— BRIEF —
From the data below, return the exact lines starting at the line containing "mod scheduled;" and ending at the line containing "pub use scheduled::ScheduledItem;", both included, and nothing else.

--------------------------------------------------

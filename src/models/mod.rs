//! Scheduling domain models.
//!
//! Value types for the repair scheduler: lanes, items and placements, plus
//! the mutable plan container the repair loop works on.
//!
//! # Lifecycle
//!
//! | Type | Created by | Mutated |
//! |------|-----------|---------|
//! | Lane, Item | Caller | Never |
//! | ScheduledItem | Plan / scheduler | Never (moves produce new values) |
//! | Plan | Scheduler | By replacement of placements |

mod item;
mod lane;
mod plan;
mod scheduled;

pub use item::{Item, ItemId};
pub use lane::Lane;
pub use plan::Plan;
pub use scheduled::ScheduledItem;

--------------------------------------------------

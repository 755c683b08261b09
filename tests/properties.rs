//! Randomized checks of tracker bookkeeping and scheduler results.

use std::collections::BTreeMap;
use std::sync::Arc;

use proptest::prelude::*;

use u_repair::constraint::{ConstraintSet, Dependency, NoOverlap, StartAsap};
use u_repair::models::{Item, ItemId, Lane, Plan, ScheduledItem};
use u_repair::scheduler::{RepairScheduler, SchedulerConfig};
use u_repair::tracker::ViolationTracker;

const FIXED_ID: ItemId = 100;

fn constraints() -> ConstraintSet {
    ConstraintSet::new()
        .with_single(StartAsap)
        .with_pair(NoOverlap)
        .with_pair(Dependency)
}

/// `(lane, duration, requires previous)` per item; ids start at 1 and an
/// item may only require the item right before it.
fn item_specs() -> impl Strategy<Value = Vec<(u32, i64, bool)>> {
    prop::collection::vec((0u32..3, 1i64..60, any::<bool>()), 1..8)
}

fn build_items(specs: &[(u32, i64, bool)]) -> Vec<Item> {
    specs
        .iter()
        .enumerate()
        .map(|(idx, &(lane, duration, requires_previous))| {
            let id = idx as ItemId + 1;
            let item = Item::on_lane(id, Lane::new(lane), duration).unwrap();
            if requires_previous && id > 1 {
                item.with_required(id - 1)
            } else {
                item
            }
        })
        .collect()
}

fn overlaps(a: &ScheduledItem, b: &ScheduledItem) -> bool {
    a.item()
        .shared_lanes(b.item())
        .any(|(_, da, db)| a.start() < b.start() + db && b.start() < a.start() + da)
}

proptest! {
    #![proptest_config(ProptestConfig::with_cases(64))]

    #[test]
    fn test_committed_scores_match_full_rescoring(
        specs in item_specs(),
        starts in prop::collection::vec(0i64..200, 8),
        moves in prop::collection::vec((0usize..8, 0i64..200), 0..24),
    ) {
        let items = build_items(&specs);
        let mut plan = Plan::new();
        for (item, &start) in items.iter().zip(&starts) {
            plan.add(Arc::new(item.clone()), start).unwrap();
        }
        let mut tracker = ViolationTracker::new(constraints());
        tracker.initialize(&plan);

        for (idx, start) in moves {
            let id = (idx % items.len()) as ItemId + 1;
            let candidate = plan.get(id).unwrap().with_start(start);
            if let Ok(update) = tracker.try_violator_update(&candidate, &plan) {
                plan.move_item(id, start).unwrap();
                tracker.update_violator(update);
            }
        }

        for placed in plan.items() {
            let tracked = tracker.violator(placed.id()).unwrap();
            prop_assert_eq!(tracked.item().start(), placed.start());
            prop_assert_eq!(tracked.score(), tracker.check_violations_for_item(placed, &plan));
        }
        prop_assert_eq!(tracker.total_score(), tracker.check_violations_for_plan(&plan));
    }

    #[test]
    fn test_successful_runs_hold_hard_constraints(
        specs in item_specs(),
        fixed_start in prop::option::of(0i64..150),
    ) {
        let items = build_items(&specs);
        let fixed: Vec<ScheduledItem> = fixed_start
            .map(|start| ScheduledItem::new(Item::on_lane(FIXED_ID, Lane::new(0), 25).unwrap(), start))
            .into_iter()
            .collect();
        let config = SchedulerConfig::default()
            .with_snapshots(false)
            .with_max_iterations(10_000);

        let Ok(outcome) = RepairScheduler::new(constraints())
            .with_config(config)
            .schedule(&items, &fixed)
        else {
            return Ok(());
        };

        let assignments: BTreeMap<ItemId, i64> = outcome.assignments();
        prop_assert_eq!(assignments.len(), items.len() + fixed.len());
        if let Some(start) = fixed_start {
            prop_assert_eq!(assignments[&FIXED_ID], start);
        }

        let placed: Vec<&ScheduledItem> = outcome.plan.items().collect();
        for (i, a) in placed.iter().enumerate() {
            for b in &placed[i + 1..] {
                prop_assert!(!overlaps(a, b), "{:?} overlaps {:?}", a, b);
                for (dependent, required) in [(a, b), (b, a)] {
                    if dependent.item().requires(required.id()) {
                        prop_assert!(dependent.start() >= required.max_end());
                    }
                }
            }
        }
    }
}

--------------------------------------------------

— SOLUTION TO THIS PROBLEM —
mod scheduled;

pub use item::{Item, ItemId};
pub use lane::Lane;
pub use plan::Plan;
pub use scheduled::ScheduledItem;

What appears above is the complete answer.